RECORDS PROVIDED START

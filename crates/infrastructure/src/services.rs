//! Service wiring
//!
//! Builds the cache, the mapping adapters and every application service from
//! an [`AppConfig`]. All dependencies are passed explicitly; nothing here is
//! global.

use std::sync::Arc;

use application::error::ApplicationError;
use application::ports::{
    CachePort, ChannelTransport, Clock, DirectionsPort, GeolocationPort, MapViewPort,
    PlaceSearchPort, SystemClock,
};
use application::{
    LocationResolver, MapReconciler, NavigationSession, RealtimeChannel, RouteProvider,
    SearchOrchestrator,
};
use tracing::{info, instrument, warn};

use crate::adapters::{
    ConfiguredGeolocation, DirectionsAdapter, GeocodingAdapter, PlaceSearchAdapter,
    WebSocketTransport,
};
use crate::cache::{GeoCache, MokaCache, RedbCache};
use crate::config::AppConfig;

/// Every service of the core, ready to use
pub struct CoreServices {
    pub cache: Arc<GeoCache>,
    pub search: Arc<SearchOrchestrator>,
    pub routes: Arc<RouteProvider>,
    pub realtime: Arc<RealtimeChannel>,
    pub map: Arc<MapReconciler>,
    pub navigation: Arc<NavigationSession>,
    pub location: Arc<LocationResolver>,
}

impl std::fmt::Debug for CoreServices {
    fn fmt(&self, f: &mut std::fmt::Formatter<'_>) -> std::fmt::Result {
        f.debug_struct("CoreServices")
            .field("cache", &self.cache)
            .field("routes", &self.routes)
            .field("realtime", &self.realtime)
            .finish_non_exhaustive()
    }
}

impl CoreServices {
    /// Build all services with the system clock
    ///
    /// # Errors
    ///
    /// Returns a configuration error if the config is invalid, the durable
    /// cache cannot be opened or an HTTP client cannot be created.
    pub async fn build(
        config: &AppConfig,
        map_view: Arc<dyn MapViewPort>,
    ) -> Result<Self, ApplicationError> {
        Self::build_with_clock(config, map_view, Arc::new(SystemClock)).await
    }

    /// Build all services around an explicit clock
    ///
    /// # Errors
    ///
    /// See [`CoreServices::build`].
    #[instrument(skip_all)]
    pub async fn build_with_clock(
        config: &AppConfig,
        map_view: Arc<dyn MapViewPort>,
        clock: Arc<dyn Clock>,
    ) -> Result<Self, ApplicationError> {
        config.validate().map_err(ApplicationError::Configuration)?;
        let default_origin = config
            .default_origin()
            .map_err(ApplicationError::Configuration)?;

        let cache = Arc::new(Self::build_cache(config, &clock).await?);
        let cache_port: Arc<dyn CachePort> = cache.clone();

        let providers: Vec<Arc<dyn PlaceSearchPort>> = vec![
            Arc::new(PlaceSearchAdapter::new(&config.mapping)?),
            Arc::new(GeocodingAdapter::new(&config.mapping)?),
        ];
        let search = Arc::new(SearchOrchestrator::new(
            Arc::clone(&cache_port),
            providers,
            config.search.clone(),
        ));

        let directions: Arc<dyn DirectionsPort> =
            Arc::new(DirectionsAdapter::new(&config.mapping)?);
        let routes = Arc::new(RouteProvider::new(
            directions,
            Arc::clone(&cache_port),
            config.routing.clone(),
        ));

        let transport: Arc<dyn ChannelTransport> =
            Arc::new(WebSocketTransport::new(config.realtime.url.clone()));
        let realtime = Arc::new(RealtimeChannel::new(transport, config.realtime.clone()));

        let map = Arc::new(MapReconciler::new(map_view, config.map.clone()));

        let navigation = Arc::new(NavigationSession::new(
            Arc::clone(&routes),
            clock,
            config.navigation.clone(),
        ));

        let device_position = config
            .device_location
            .and_then(|location| location.to_geo_location());
        let geolocation: Arc<dyn GeolocationPort> =
            Arc::new(ConfiguredGeolocation::new(device_position));
        let location = Arc::new(LocationResolver::new(geolocation, default_origin));

        info!(
            search_url = %config.mapping.search_base_url,
            directions_url = %config.mapping.directions_base_url,
            realtime = config.realtime.url.is_some(),
            durable = config.cache.durable_path.is_some(),
            "Core services ready"
        );

        Ok(Self {
            cache,
            search,
            routes,
            realtime,
            map,
            navigation,
            location,
        })
    }

    /// Open both cache layers and drop durable entries past retention
    async fn build_cache(
        config: &AppConfig,
        clock: &Arc<dyn Clock>,
    ) -> Result<GeoCache, ApplicationError> {
        let live = MokaCache::with_clock(config.cache.max_live_entries, Arc::clone(clock));
        let durable = match &config.cache.durable_path {
            Some(path) => RedbCache::open(path, Arc::clone(clock))?,
            None => RedbCache::in_memory(Arc::clone(clock))?,
        };

        match durable.prune(config.cache.retention()).await {
            Ok(0) => {},
            Ok(pruned) => info!(pruned, "Pruned stale durable cache entries"),
            Err(e) => warn!(error = %e, "Durable cache pruning failed"),
        }

        Ok(GeoCache::new(live, durable))
    }
}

RECORDS PROVIDED END

• _WHAT YOU NEED TO DO_:
Copy each line of the data above without altering a single character.

• _REPLY TO THE EXERCISE_:
filename crates/infrastructure/src/services.rs
//! Service wiring
//!
//! Builds the cache, the mapping adapters and every application service from
//! an [`AppConfig`]. All dependencies are passed explicitly; nothing here is
//! global.

use std::sync::Arc;

use application::error::ApplicationError;
use application::ports::{
    CachePort, ChannelTransport, Clock, DirectionsPort, GeolocationPort, MapViewPort,
    PlaceSearchPort, SystemClock,
};
use application::{
    LocationResolver, MapReconciler, NavigationSession, RealtimeChannel, RouteProvider,
    SearchOrchestrator,
};
use tracing::{info, instrument, warn};

use crate::adapters::{
    ConfiguredGeolocation, DirectionsAdapter, GeocodingAdapter, PlaceSearchAdapter,
    WebSocketTransport,
};
use crate::cache::{GeoCache, MokaCache, RedbCache};
use crate::config::AppConfig;

/// Every service of the core, ready to use
pub struct CoreServices {
    pub cache: Arc<GeoCache>,
    pub search: Arc<SearchOrchestrator>,
    pub routes: Arc<RouteProvider>,
    pub realtime: Arc<RealtimeChannel>,
    pub map: Arc<MapReconciler>,
    pub navigation: Arc<NavigationSession>,
    pub location: Arc<LocationResolver>,
}

impl std::fmt::Debug for CoreServices {
    fn fmt(&self, f: &mut std::fmt::Formatter<'_>) -> std::fmt::Result {
        f.debug_struct("CoreServices")
            .field("cache", &self.cache)
            .field("routes", &self.routes)
            .field("realtime", &self.realtime)
            .finish_non_exhaustive()
    }
}

impl CoreServices {
    /// Build all services with the system clock
    ///
    /// # Errors
    ///
    /// Returns a configuration error if the config is invalid, the durable
    /// cache cannot be opened or an HTTP client cannot be created.
    pub async fn build(
        config: &AppConfig,
        map_view: Arc<dyn MapViewPort>,
    ) -> Result<Self, ApplicationError> {
        Self::build_with_clock(config, map_view, Arc::new(SystemClock)).await
    }

    /// Build all services around an explicit clock
    ///
    /// # Errors
    ///
    /// See [`CoreServices::build`].
    #[instrument(skip_all)]
    pub async fn build_with_clock(
        config: &AppConfig,
        map_view: Arc<dyn MapViewPort>,
        clock: Arc<dyn Clock>,
    ) -> Result<Self, ApplicationError> {
        config.validate().map_err(ApplicationError::Configuration)?;
        let default_origin = config
            .default_origin()
            .map_err(ApplicationError::Configuration)?;

        let cache = Arc::new(Self::build_cache(config, &clock).await?);
        let cache_port: Arc<dyn CachePort> = cache.clone();

        let providers: Vec<Arc<dyn PlaceSearchPort>> = vec![
            Arc::new(PlaceSearchAdapter::new(&config.mapping)?),
            Arc::new(GeocodingAdapter::new(&config.mapping)?),
        ];
        let search = Arc::new(SearchOrchestrator::new(
            Arc::clone(&cache_port),
            providers,
            config.search.clone(),
        ));

        let directions: Arc<dyn DirectionsPort> =
            Arc::new(DirectionsAdapter::new(&config.mapping)?);
        let routes = Arc::new(RouteProvider::new(
            directions,
            Arc::clone(&cache_port),
            config.routing.clone(),
        ));

        let transport: Arc<dyn ChannelTransport> =
            Arc::new(WebSocketTransport::new(config.realtime.url.clone()));
        let realtime = Arc::new(RealtimeChannel::new(transport, config.realtime.clone()));

        let map = Arc::new(MapReconciler::new(map_view, config.map.clone()));

        let navigation = Arc::new(NavigationSession::new(
            Arc::clone(&routes),
            clock,
            config.navigation.clone(),
        ));

        let device_position = config
            .device_location
            .and_then(|location| location.to_geo_location());
        let geolocation: Arc<dyn GeolocationPort> =
            Arc::new(ConfiguredGeolocation::new(device_position));
        let location = Arc::new(LocationResolver::new(geolocation, default_origin));

        info!(
            search_url = %config.mapping.search_base_url,
            directions_url = %config.mapping.directions_base_url,
            realtime = config.realtime.url.is_some(),
            durable = config.cache.durable_path.is_some(),
            "Core services ready"
        );

        Ok(Self {
            cache,
            search,
            routes,
            realtime,
            map,
            navigation,
            location,
        })
    }

    /// Open both cache layers and drop durable entries past retention
    async fn build_cache(
        config: &AppConfig,
        clock: &Arc<dyn Clock>,
    ) -> Result<GeoCache, ApplicationError> {
        let live = MokaCache::with_clock(config.cache.max_live_entries, Arc::clone(clock));
        let durable = match &config.cache.durable_path {
            Some(path) => RedbCache::open(path, Arc::clone(clock))?,
            None => RedbCache::in_memory(Arc::clone(clock))?,
        };

        match durable.prune(config.cache.retention()).await {
            Ok(0) => {},
            Ok(pruned) => info!(pruned, "Pruned stale durable cache entries"),
            Err(e) => warn!(error = %e, "Durable cache pruning failed"),
        }

        Ok(GeoCache::new(live, durable))
    }
}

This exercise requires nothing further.